* Activity *
Output the data below exactly.
Start of Provided data
//! Conflict log: one live record per disagreeing key.
//!
//! Conflicts are *reported*, not resolved. A record compares the value that
//! was stored first with the latest document that disagreed with it;
//! earlier disagreements for the same key are superseded in place.

use indexmap::IndexMap;
use serde::{Deserialize, Serialize};

use crate::extract::readable_key;

/// Two documents asserting different values for the same key.
#[derive(Debug, Clone, PartialEq, Eq, Serialize, Deserialize)]
pub struct ConflictRecord {
    /// Name of the document whose assertion disagreed with the store.
    pub document: String,
    /// The contested fact key.
    pub key: String,
    /// The value already in the knowledge base.
    pub stored: String,
    /// The disagreeing value.
    pub new: String,
    /// Text unit the stored value came from.
    pub stored_sentence: String,
    /// Text unit the disagreeing value came from.
    pub new_sentence: String,
}

impl ConflictRecord {
    /// The key with its family prefix stripped and underscores spaced out.
    pub fn readable_key(&self) -> String {
        readable_key(&self.key)
    }

    /// One-line summary suitable for a warning list.
    pub fn summary(&self) -> String {
        format!(
            "{} conflict between stored '{}' and new '{}' from {}",
            self.key, self.stored, self.new, self.document
        )
    }

    /// Narrative form consumed by retrieval indexes.
    pub fn narrative(&self) -> String {
        format!(
            "The document '{}' contains a conflict about '{}': one source states: '{}', \
             while another states: '{}'.",
            self.document,
            self.readable_key(),
            self.stored_sentence,
            self.new_sentence
        )
    }
}

/// Conflict records keyed by fact key, in first-conflict order.
#[derive(Debug, Clone, Default, PartialEq, Eq, Serialize, Deserialize)]
pub struct ConflictLog {
    records: IndexMap<String, ConflictRecord>,
}

impl ConflictLog {
    pub fn new() -> Self {
        Self::default()
    }

    /// Insert or supersede the record for `record.key`.
    ///
    /// Returns the record it replaced, if any. A replaced key keeps its
    /// original position.
    pub fn record(&mut self, record: ConflictRecord) -> Option<ConflictRecord> {
        self.records.insert(record.key.clone(), record)
    }

    pub fn get(&self, key: &str) -> Option<&ConflictRecord> {
        self.records.get(key)
    }

    pub fn iter(&self) -> impl Iterator<Item = &ConflictRecord> {
        self.records.values()
    }

    pub fn len(&self) -> usize {
        self.records.len()
    }

    pub fn is_empty(&self) -> bool {
        self.records.is_empty()
    }

    pub fn clear(&mut self) {
        self.records.clear();
    }
}

#[cfg(test)]
mod tests {
    use super::*;

    fn record(doc: &str, key: &str, stored: &str, new: &str) -> ConflictRecord {
        ConflictRecord {
            document: doc.into(),
            key: key.into(),
            stored: stored.into(),
            new: new.into(),
            stored_sentence: format!("{key} was {stored}"),
            new_sentence: format!("{key} was {new}"),
        }
    }

    #[test]
    fn later_record_supersedes_in_place() {
        let mut log = ConflictLog::new();
        assert!(log.record(record("b.csv", "K", "A", "B")).is_none());
        log.record(record("z.csv", "Z", "1", "2"));
        let replaced = log.record(record("c.csv", "K", "A", "C")).unwrap();
        assert_eq!(replaced.document, "b.csv");

        assert_eq!(log.len(), 2);
        let first = log.iter().next().unwrap();
        assert_eq!(first.key, "K");
        assert_eq!(first.new, "C");
        assert_eq!(first.document, "c.csv");
    }

    #[test]
    fn narrative_uses_readable_key() {
        let r = ConflictRecord {
            document: "doc2.csv".into(),
            key: "FACT_sky".into(),
            stored: "blue".into(),
            new: "green".into(),
            stored_sentence: "The sky is blue".into(),
            new_sentence: "Our sky is green".into(),
        };
        assert_eq!(
            r.narrative(),
            "The document 'doc2.csv' contains a conflict about 'sky': one source states: \
             'The sky is blue', while another states: 'Our sky is green'."
        );
        assert_eq!(
            r.summary(),
            "FACT_sky conflict between stored 'blue' and new 'green' from doc2.csv"
        );
    }

    #[test]
    fn quantity_key_reads_as_words() {
        let r = record("d.csv", "basket_has", "5", "6");
        assert_eq!(r.readable_key(), "basket has");
    }
}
End of Provided data
* Output for this exercise *
//! Conflict log: one live record per disagreeing key.
//!
//! Conflicts are *reported*, not resolved. A record compares the value that
//! was stored first with the latest document that disagreed with it;
//! earlier disagreements for the same key are superseded in place.

use indexmap::IndexMap;
use serde::{Deserialize, Serialize};

use crate::extract::readable_key;

/// Two documents asserting different values for the same key.
#[derive(Debug, Clone, PartialEq, Eq, Serialize, Deserialize)]
pub struct ConflictRecord {
    /// Name of the document whose assertion disagreed with the store.
    pub document: String,
    /// The contested fact key.
    pub key: String,
    /// The value already in the knowledge base.
    pub stored: String,
    /// The disagreeing value.
    pub new: String,
    /// Text unit the stored value came from.
    pub stored_sentence: String,
    /// Text unit the disagreeing value came from.
    pub new_sentence: String,
}

impl ConflictRecord {
    /// The key with its family prefix stripped and underscores spaced out.
    pub fn readable_key(&self) -> String {
        readable_key(&self.key)
    }

    /// One-line summary suitable for a warning list.
    pub fn summary(&self) -> String {
        format!(
            "{} conflict between stored '{}' and new '{}' from {}",
            self.key, self.stored, self.new, self.document
        )
    }

    /// Narrative form consumed by retrieval indexes.
    pub fn narrative(&self) -> String {
        format!(
            "The document '{}' contains a conflict about '{}': one source states: '{}', \
             while another states: '{}'.",
            self.document,
            self.readable_key(),
            self.stored_sentence,
            self.new_sentence
        )
    }
}

/// Conflict records keyed by fact key, in first-conflict order.
#[derive(Debug, Clone, Default, PartialEq, Eq, Serialize, Deserialize)]
pub struct ConflictLog {
    records: IndexMap<String, ConflictRecord>,
}

impl ConflictLog {
    pub fn new() -> Self {
        Self::default()
    }

    /// Insert or supersede the record for `record.key`.
    ///
    /// Returns the record it replaced, if any. A replaced key keeps its
    /// original position.
    pub fn record(&mut self, record: ConflictRecord) -> Option<ConflictRecord> {
        self.records.insert(record.key.clone(), record)
    }

    pub fn get(&self, key: &str) -> Option<&ConflictRecord> {
        self.records.get(key)
    }

    pub fn iter(&self) -> impl Iterator<Item = &ConflictRecord> {
        self.records.values()
    }

    pub fn len(&self) -> usize {
        self.records.len()
    }

    pub fn is_empty(&self) -> bool {
        self.records.is_empty()
    }

    pub fn clear(&mut self) {
        self.records.clear();
    }
}

#[cfg(test)]
mod tests {
    use super::*;

    fn record(doc: &str, key: &str, stored: &str, new: &str) -> ConflictRecord {
        ConflictRecord {
            document: doc.into(),
            key: key.into(),
            stored: stored.into(),
            new: new.into(),
            stored_sentence: format!("{key} was {stored}"),
            new_sentence: format!("{key} was {new}"),
        }
    }

    #[test]
    fn later_record_supersedes_in_place() {
        let mut log = ConflictLog::new();
        assert!(log.record(record("b.csv", "K", "A", "B")).is_none());
        log.record(record("z.csv", "Z", "1", "2"));
        let replaced = log.record(record("c.csv", "K", "A", "C")).unwrap();
        assert_eq!(replaced.document, "b.csv");

        assert_eq!(log.len(), 2);
        let first = log.iter().next().unwrap();
        assert_eq!(first.key, "K");
        assert_eq!(first.new, "C");
        assert_eq!(first.document, "c.csv");
    }

    #[test]
    fn narrative_uses_readable_key() {
        let r = ConflictRecord {
            document: "doc2.csv".into(),
            key: "FACT_sky".into(),
            stored: "blue".into(),
            new: "green".into(),
            stored_sentence: "The sky is blue".into(),
            new_sentence: "Our sky is green".into(),
        };
        assert_eq!(
            r.narrative(),
            "The document 'doc2.csv' contains a conflict about 'sky': one source states: \
             'The sky is blue', while another states: 'Our sky is green'."
        );
        assert_eq!(
            r.summary(),
            "FACT_sky conflict between stored 'blue' and new 'green' from doc2.csv"
        );
    }

    #[test]
    fn quantity_key_reads_as_words() {
        let r = record("d.csv", "basket_has", "5", "6");
        assert_eq!(r.readable_key(), "basket has");
    }
}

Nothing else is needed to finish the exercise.